### What you need to do
Repeat the listing in full, word for word.
━━━━━━
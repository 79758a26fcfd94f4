//! 多线程分片下载：spawn 每个分片的 worker 与进度采样任务，
//! 等待全部完成后按分片顺序合并为最终文件。
//!
//! 失败语义：第一个真实错误会触发其余 worker 的取消并删除全部分片
//! 临时文件；用户取消则保留临时文件，下次 start 按其长度续传。

pub(crate) mod worker;

use std::sync::Arc;
use std::time::Duration;

use reqwest::Client;
use tokio::sync::mpsc;
use tracing::{debug, info, warn};

use crate::internal::download::structs::chunk_descriptor::plan_chunks;
use crate::internal::download::structs::download_error::DownloadError;
use crate::internal::download::structs::download_job::JobShared;
use crate::internal::fsx::{chunk_file_paths, cleanup_chunk_files, create_chunk_files, merge_chunk_files};

use worker::{download_one_chunk, ChunkWorkerParams};

/// 采样任务的唤醒周期；速度窗口由进度聚合器内部控制（约 1 秒）。
const SAMPLER_INTERVAL: Duration = Duration::from_millis(500);

/// 多线程下载入口参数（形参超过 3 个，用 struct 承载）。
pub(crate) struct MultiStreamParams {
    pub client: Client,
    pub shared: Arc<JobShared>,
    pub workers: usize,
}

/// 执行多线程分片下载。前置条件：支持 Range 且大小已知。
pub(crate) async fn run_multi_stream(params: MultiStreamParams) -> Result<(), DownloadError> {
    let shared = params.shared;

    let (metadata, placement) = {
        let state = shared.state.lock().unwrap();
        (
            state.metadata.clone().unwrap_or_default(),
            state.placement.clone(),
        )
    };
    let placement = placement.ok_or_else(|| DownloadError::InvalidState {
        status: shared.current_status(),
        operation: "multi_stream",
    })?;
    let total = metadata.size;
    if total == 0 {
        return Err(DownloadError::UnknownSizeForChunked);
    }

    let chunks = plan_chunks(total, params.workers);
    shared.state.lock().unwrap().chunks = chunks.clone();
    shared.tracker.init_chunks(&chunks);

    let chunk_paths = chunk_file_paths(&placement.full_path, params.workers);
    create_chunk_files(&chunk_paths)
        .await
        .map_err(DownloadError::CreateFile)?;
    debug!(count = chunk_paths.len(), "分片临时文件就绪");

    // 错误通道：每个 worker 至多上报一个终态错误
    let (err_tx, err_rx) = mpsc::channel::<DownloadError>(chunks.len());
    let monitor = tokio::spawn(monitor_first_error(err_rx, Arc::clone(&shared)));
    let sampler = tokio::spawn(progress_sampler(Arc::clone(&shared)));

    let mut handles = Vec::with_capacity(chunks.len());
    for (chunk, path) in chunks.iter().zip(&chunk_paths) {
        let handle = tokio::spawn(download_one_chunk(ChunkWorkerParams {
            client: params.client.clone(),
            url: metadata.final_url.clone(),
            chunk: *chunk,
            chunk_path: path.clone(),
            shared: Arc::clone(&shared),
            max_retries: shared.max_retries(),
            err_tx: err_tx.clone(),
        }));
        handles.push(handle);
    }
    drop(err_tx);

    let mut join_error: Option<DownloadError> = None;
    for handle in handles {
        match handle.await {
            Ok(_) => {} // worker 的终态错误已经走错误通道
            Err(join_err) => {
                join_error.get_or_insert(DownloadError::TaskJoin(join_err));
            }
        }
    }

    let first_error = monitor.await.unwrap_or(None);
    sampler.abort();

    // 真实错误：删除分片临时文件后上抛
    if let Some(e) = first_error.or(join_error) {
        warn!(error = %e, "分片下载失败，清理临时文件");
        cleanup_chunk_files(&chunk_paths).await;
        return Err(e);
    }

    // 用户取消：保留分片临时文件供续传
    if shared.cancel.is_tripped() {
        return Err(DownloadError::Cancelled);
    }

    assemble(&shared, &chunk_paths, &placement.full_path).await?;
    shared.tracker.publish_snapshot();
    info!(path = %placement.full_path.display(), total, "多线程下载完成");
    Ok(())
}

/// 监听错误通道：第一个非取消错误触发其余 worker 的取消，随后排空通道。
async fn monitor_first_error(
    mut err_rx: mpsc::Receiver<DownloadError>,
    shared: Arc<JobShared>,
) -> Option<DownloadError> {
    let mut first: Option<DownloadError> = None;
    while let Some(e) = err_rx.recv().await {
        if matches!(e, DownloadError::Cancelled) {
            continue;
        }
        if first.is_none() {
            warn!(error = %e, "分片出错，通知其余 worker 停止");
            shared.cancel.trip();
            // 唤醒可能正阻塞在暂停门上的 worker，让它们观察到取消
            shared.gate.resume();
            first = Some(e);
        }
    }
    first
}

/// 进度采样：每 500ms 醒来一次，速度窗口走满（约 1 秒）才对外发进度事件。
async fn progress_sampler(shared: Arc<JobShared>) {
    let mut ticker = tokio::time::interval(SAMPLER_INTERVAL);
    ticker.set_missed_tick_behavior(tokio::time::MissedTickBehavior::Delay);
    loop {
        ticker.tick().await;
        if let Some(snapshot) = shared.tracker.sample() {
            shared
                .observers
                .lock()
                .await
                .run_on_progress(&snapshot)
                .await;
        }
    }
}

/// 合并分片为最终文件，并触发合并阶段事件。
async fn assemble(
    shared: &Arc<JobShared>,
    chunk_paths: &[std::path::PathBuf],
    final_path: &std::path::Path,
) -> Result<(), DownloadError> {
    shared.observers.lock().await.run_on_assemble_start().await;

    match merge_chunk_files(chunk_paths, final_path).await {
        Ok(()) => {
            shared
                .observers
                .lock()
                .await
                .run_on_assemble_finish()
                .await;
            Ok(())
        }
        Err(io_err) => {
            let e = DownloadError::MergeChunks(io_err);
            shared
                .observers
                .lock()
                .await
                .run_on_assemble_error(&e)
                .await;
            Err(e)
        }
    }
}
━━━━━━
### Task output
repository 79758a26fcfd94f4
//! 多线程分片下载：spawn 每个分片的 worker 与进度采样任务，
//! 等待全部完成后按分片顺序合并为最终文件。
//!
//! 失败语义：第一个真实错误会触发其余 worker 的取消并删除全部分片
//! 临时文件；用户取消则保留临时文件，下次 start 按其长度续传。

pub(crate) mod worker;

use std::sync::Arc;
use std::time::Duration;

use reqwest::Client;
use tokio::sync::mpsc;
use tracing::{debug, info, warn};

use crate::internal::download::structs::chunk_descriptor::plan_chunks;
use crate::internal::download::structs::download_error::DownloadError;
use crate::internal::download::structs::download_job::JobShared;
use crate::internal::fsx::{chunk_file_paths, cleanup_chunk_files, create_chunk_files, merge_chunk_files};

use worker::{download_one_chunk, ChunkWorkerParams};

/// 采样任务的唤醒周期；速度窗口由进度聚合器内部控制（约 1 秒）。
const SAMPLER_INTERVAL: Duration = Duration::from_millis(500);

/// 多线程下载入口参数（形参超过 3 个，用 struct 承载）。
pub(crate) struct MultiStreamParams {
    pub client: Client,
    pub shared: Arc<JobShared>,
    pub workers: usize,
}

/// 执行多线程分片下载。前置条件：支持 Range 且大小已知。
pub(crate) async fn run_multi_stream(params: MultiStreamParams) -> Result<(), DownloadError> {
    let shared = params.shared;

    let (metadata, placement) = {
        let state = shared.state.lock().unwrap();
        (
            state.metadata.clone().unwrap_or_default(),
            state.placement.clone(),
        )
    };
    let placement = placement.ok_or_else(|| DownloadError::InvalidState {
        status: shared.current_status(),
        operation: "multi_stream",
    })?;
    let total = metadata.size;
    if total == 0 {
        return Err(DownloadError::UnknownSizeForChunked);
    }

    let chunks = plan_chunks(total, params.workers);
    shared.state.lock().unwrap().chunks = chunks.clone();
    shared.tracker.init_chunks(&chunks);

    let chunk_paths = chunk_file_paths(&placement.full_path, params.workers);
    create_chunk_files(&chunk_paths)
        .await
        .map_err(DownloadError::CreateFile)?;
    debug!(count = chunk_paths.len(), "分片临时文件就绪");

    // 错误通道：每个 worker 至多上报一个终态错误
    let (err_tx, err_rx) = mpsc::channel::<DownloadError>(chunks.len());
    let monitor = tokio::spawn(monitor_first_error(err_rx, Arc::clone(&shared)));
    let sampler = tokio::spawn(progress_sampler(Arc::clone(&shared)));

    let mut handles = Vec::with_capacity(chunks.len());
    for (chunk, path) in chunks.iter().zip(&chunk_paths) {
        let handle = tokio::spawn(download_one_chunk(ChunkWorkerParams {
            client: params.client.clone(),
            url: metadata.final_url.clone(),
            chunk: *chunk,
            chunk_path: path.clone(),
            shared: Arc::clone(&shared),
            max_retries: shared.max_retries(),
            err_tx: err_tx.clone(),
        }));
        handles.push(handle);
    }
    drop(err_tx);

    let mut join_error: Option<DownloadError> = None;
    for handle in handles {
        match handle.await {
            Ok(_) => {} // worker 的终态错误已经走错误通道
            Err(join_err) => {
                join_error.get_or_insert(DownloadError::TaskJoin(join_err));
            }
        }
    }

    let first_error = monitor.await.unwrap_or(None);
    sampler.abort();

    // 真实错误：删除分片临时文件后上抛
    if let Some(e) = first_error.or(join_error) {
        warn!(error = %e, "分片下载失败，清理临时文件");
        cleanup_chunk_files(&chunk_paths).await;
        return Err(e);
    }

    // 用户取消：保留分片临时文件供续传
    if shared.cancel.is_tripped() {
        return Err(DownloadError::Cancelled);
    }

    assemble(&shared, &chunk_paths, &placement.full_path).await?;
    shared.tracker.publish_snapshot();
    info!(path = %placement.full_path.display(), total, "多线程下载完成");
    Ok(())
}

/// 监听错误通道：第一个非取消错误触发其余 worker 的取消，随后排空通道。
async fn monitor_first_error(
    mut err_rx: mpsc::Receiver<DownloadError>,
    shared: Arc<JobShared>,
) -> Option<DownloadError> {
    let mut first: Option<DownloadError> = None;
    while let Some(e) = err_rx.recv().await {
        if matches!(e, DownloadError::Cancelled) {
            continue;
        }
        if first.is_none() {
            warn!(error = %e, "分片出错，通知其余 worker 停止");
            shared.cancel.trip();
            // 唤醒可能正阻塞在暂停门上的 worker，让它们观察到取消
            shared.gate.resume();
            first = Some(e);
        }
    }
    first
}

/// 进度采样：每 500ms 醒来一次，速度窗口走满（约 1 秒）才对外发进度事件。
async fn progress_sampler(shared: Arc<JobShared>) {
    let mut ticker = tokio::time::interval(SAMPLER_INTERVAL);
    ticker.set_missed_tick_behavior(tokio::time::MissedTickBehavior::Delay);
    loop {
        ticker.tick().await;
        if let Some(snapshot) = shared.tracker.sample() {
            shared
                .observers
                .lock()
                .await
                .run_on_progress(&snapshot)
                .await;
        }
    }
}

/// 合并分片为最终文件，并触发合并阶段事件。
async fn assemble(
    shared: &Arc<JobShared>,
    chunk_paths: &[std::path::PathBuf],
    final_path: &std::path::Path,
) -> Result<(), DownloadError> {
    shared.observers.lock().await.run_on_assemble_start().await;

    match merge_chunk_files(chunk_paths, final_path).await {
        Ok(()) => {
            shared
                .observers
                .lock()
                .await
                .run_on_assemble_finish()
                .await;
            Ok(())
        }
        Err(io_err) => {
            let e = DownloadError::MergeChunks(io_err);
            shared
                .observers
                .lock()
                .await
                .run_on_assemble_error(&e)
                .await;
            Err(e)
        }
    }
}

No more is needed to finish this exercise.